Results from the AuditAgent trial and the AgentArena competition pointed towards an opportunity. The team wanted security analysis running continuously alongside development, not arriving in batch at audit milestones.
Acting on these results, Uniswap adopted the AuditAgent Business Plan, monitoring their GitHub repository and running automated analyses against active branches and new contract modules as part of their normal workflow. Soon after, two findings surfaced during CI review, including one of High severity, and were both addressed in active development, before reaching formal audit stages.

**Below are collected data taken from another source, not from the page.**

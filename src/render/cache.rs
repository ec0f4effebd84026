//! Keyed GPU resource caches.
//!
//! Every resource is created the first time a shape references it and then
//! reused for the rest of the session:
//!
//! | Resource        | Key                              |
//! |-----------------|----------------------------------|
//! | geometry        | [`GeometryKind`]                 |
//! | texture         | texture path                     |
//! | program         | shader key                       |
//! | pipeline        | shader key and [`RenderMode`]    |
//! | material        | (diffuse, normal, height) paths  |
//! | instance buffer | (object name, shape name)        |
//!
//! Instance buffers are the one resource whose content changes. A buffer is
//! reused while the instance count fits its capacity, reallocated at the new
//! count when it grows, never shrunk, and rewritten only when the instances
//! differ from what was last uploaded. Nothing is evicted until
//! [`ResourceCache::cleanup`].

use std::collections::HashMap;

use crate::error::Result;
use crate::geometry::{self, GeometryKind};
use crate::shape::{Instance, Material, RenderMode};

use super::device::RenderDevice;

pub type MaterialKey = (String, String, String);
pub type PipelineKey = (String, RenderMode);
pub type InstanceKey = (String, String);

pub struct GeometryEntry<G> {
    pub buffers: G,
    pub index_count: u32,
}

pub struct InstanceEntry<B> {
    pub buffer: B,
    capacity: usize,
    data: Vec<Instance>,
}

impl<B> InstanceEntry<B> {
    pub fn capacity(&self) -> usize {
        self.capacity
    }

    /// Instances to draw: the last uploaded count, not the capacity.
    pub fn count(&self) -> usize {
        self.data.len()
    }
}

/// Number of live entries per cache.
#[derive(Clone, Copy, Debug, Default, PartialEq, Eq)]
pub struct CacheStats {
    pub geometry: usize,
    pub textures: usize,
    pub programs: usize,
    pub pipelines: usize,
    pub materials: usize,
    pub instance_buffers: usize,
}

pub struct ResourceCache<D: RenderDevice> {
    device: D,
    geometry: HashMap<GeometryKind, GeometryEntry<D::Geometry>>,
    textures: HashMap<String, D::Texture>,
    programs: HashMap<String, D::Program>,
    pipelines: HashMap<PipelineKey, D::Pipeline>,
    materials: HashMap<MaterialKey, D::Material>,
    instances: HashMap<InstanceKey, InstanceEntry<D::InstanceBuffer>>,
}

impl<D: RenderDevice> ResourceCache<D> {
    pub fn new(device: D) -> Self {
        Self {
            device,
            geometry: HashMap::new(),
            textures: HashMap::new(),
            programs: HashMap::new(),
            pipelines: HashMap::new(),
            materials: HashMap::new(),
            instances: HashMap::new(),
        }
    }

    pub fn device(&self) -> &D {
        &self.device
    }

    pub fn ensure_geometry(&mut self, kind: GeometryKind) -> Result<()> {
        if self.geometry.contains_key(&kind) {
            return Ok(());
        }
        let mesh = geometry::generate(kind);
        let buffers = self.device.create_geometry(kind, &mesh)?;
        log::debug!(
            "Created {} geometry ({} vertices, {} indices)",
            kind.label(),
            mesh.vertices.len(),
            mesh.indices.len()
        );
        self.geometry.insert(
            kind,
            GeometryEntry {
                buffers,
                index_count: mesh.index_count(),
            },
        );
        Ok(())
    }

    pub fn geometry(&self, kind: GeometryKind) -> Option<&GeometryEntry<D::Geometry>> {
        self.geometry.get(&kind)
    }

    /// Loads `path` once. An empty path means the stage is unused.
    pub fn ensure_texture(&mut self, path: &str) -> Result<()> {
        if path.is_empty() || self.textures.contains_key(path) {
            return Ok(());
        }
        let texture = self.device.load_texture(path)?;
        log::debug!("Loaded texture {path}");
        self.textures.insert(path.to_owned(), texture);
        Ok(())
    }

    pub fn texture(&self, path: &str) -> Option<&D::Texture> {
        self.textures.get(path)
    }

    pub fn ensure_program(&mut self, key: &str) -> Result<()> {
        if self.programs.contains_key(key) {
            return Ok(());
        }
        let program = self.device.create_program(key)?;
        log::debug!("Built shader program {key}");
        self.programs.insert(key.to_owned(), program);
        Ok(())
    }

    /// Builds the pipeline for `key` in `mode`, creating the program first
    /// if needed.
    pub fn ensure_pipeline(&mut self, key: &str, mode: RenderMode) -> Result<()> {
        let pipeline_key = (key.to_owned(), mode);
        if self.pipelines.contains_key(&pipeline_key) {
            return Ok(());
        }
        self.ensure_program(key)?;
        let Some(program) = self.programs.get(key) else {
            return Ok(());
        };
        let pipeline = self.device.create_pipeline(key, program, mode)?;
        log::debug!("Built pipeline {key} ({mode:?})");
        self.pipelines.insert(pipeline_key, pipeline);
        Ok(())
    }

    pub fn pipeline(&self, key: &str, mode: RenderMode) -> Option<&D::Pipeline> {
        self.pipelines.get(&(key.to_owned(), mode))
    }

    /// Loads the material's textures and binds them together.
    pub fn ensure_material(&mut self, material: &Material) -> Result<()> {
        let key = material_key(material);
        if self.materials.contains_key(&key) {
            return Ok(());
        }
        let (diffuse, normal, height) = material.textures();
        for path in [diffuse, normal, height] {
            self.ensure_texture(path)?;
        }
        let bound = self.device.create_material(
            self.textures.get(diffuse),
            self.textures.get(normal),
            self.textures.get(height),
        )?;
        log::debug!("Bound material {key:?}");
        self.materials.insert(key, bound);
        Ok(())
    }

    pub fn material(&self, material: &Material) -> Option<&D::Material> {
        self.materials.get(&material_key(material))
    }

    /// Brings the instance buffer for one shape up to date with `instances`.
    pub fn sync_instances(
        &mut self,
        object: &str,
        shape: &str,
        instances: &[Instance],
    ) -> Result<()> {
        let key = (object.to_owned(), shape.to_owned());

        if let Some(entry) = self.instances.get_mut(&key) {
            if instances.len() <= entry.capacity {
                if entry.data != instances {
                    self.device.write_instances(&entry.buffer, instances);
                    entry.data.clear();
                    entry.data.extend_from_slice(instances);
                }
                return Ok(());
            }
        }

        let capacity = instances.len();
        let buffer = self
            .device
            .create_instance_buffer(&format!("{object}/{shape}"), instances, capacity)?;
        let grew = self.instances.contains_key(&key);
        log::debug!(
            "{} instance buffer {object}/{shape} for {capacity} instances",
            if grew { "Grew" } else { "Created" }
        );
        self.instances.insert(
            key,
            InstanceEntry {
                buffer,
                capacity,
                data: instances.to_vec(),
            },
        );
        Ok(())
    }

    pub fn instances(
        &self,
        object: &str,
        shape: &str,
    ) -> Option<&InstanceEntry<D::InstanceBuffer>> {
        self.instances.get(&(object.to_owned(), shape.to_owned()))
    }

    pub fn stats(&self) -> CacheStats {
        CacheStats {
            geometry: self.geometry.len(),
            textures: self.textures.len(),
            programs: self.programs.len(),
            pipelines: self.pipelines.len(),
            materials: self.materials.len(),
            instance_buffers: self.instances.len(),
        }
    }

    /// Drops every cached resource and returns how many of each were released.
    pub fn cleanup(&mut self) -> CacheStats {
        let released = self.stats();
        self.instances.clear();
        self.materials.clear();
        self.pipelines.clear();
        self.programs.clear();
        self.textures.clear();
        self.geometry.clear();
        log::info!("Released render resources: {released:?}");
        released
    }
}

fn material_key(material: &Material) -> MaterialKey {
    let (diffuse, normal, height) = material.textures();
    (diffuse.to_owned(), normal.to_owned(), height.to_owned())
}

We take our smart contract security very seriously. We've found that introducing automated audit platforms like AuditAgent into our contract development process helps developers flag things early, shortening the development cycle and keeping the quality bar high.
Cody Born, Principal Engineer, Uniswap
The tool served as both a first-pass reviewer and a sparring partner, surfacing edge cases and design considerations that prompted internal discussion and, in several cases, led directly to code changes.
Uniswap's path through this engagement followed a methodical progression: a free trial that produced real findings, a competition that validated the approach against a meaningful benchmark, and Business Plan adoption that moved security analysis earlier in the development cycle. Each stage was driven by observation and results from the previous one.
AgentArena and AuditAgent serve different functions. AgentArena runs at milestones, deploying multiple agents in parallel for concentrated adversarial analysis. AuditAgent runs both continuously through CI integration and on-demand for targeted scans, and Uniswap uses both modes against their codebase. Together they cover the full development cycle at different speeds.
This agentic layer is one piece of a larger security stack. Comprehensive audits involve weeks of in-depth review by experienced security researchers, while formal verification produces mathematical proofs for critical components. Code that has been continuously analyzed throughout development reaches formal audit in better shape, freeing senior auditors and formal methods to focus on the harder, deeper problems.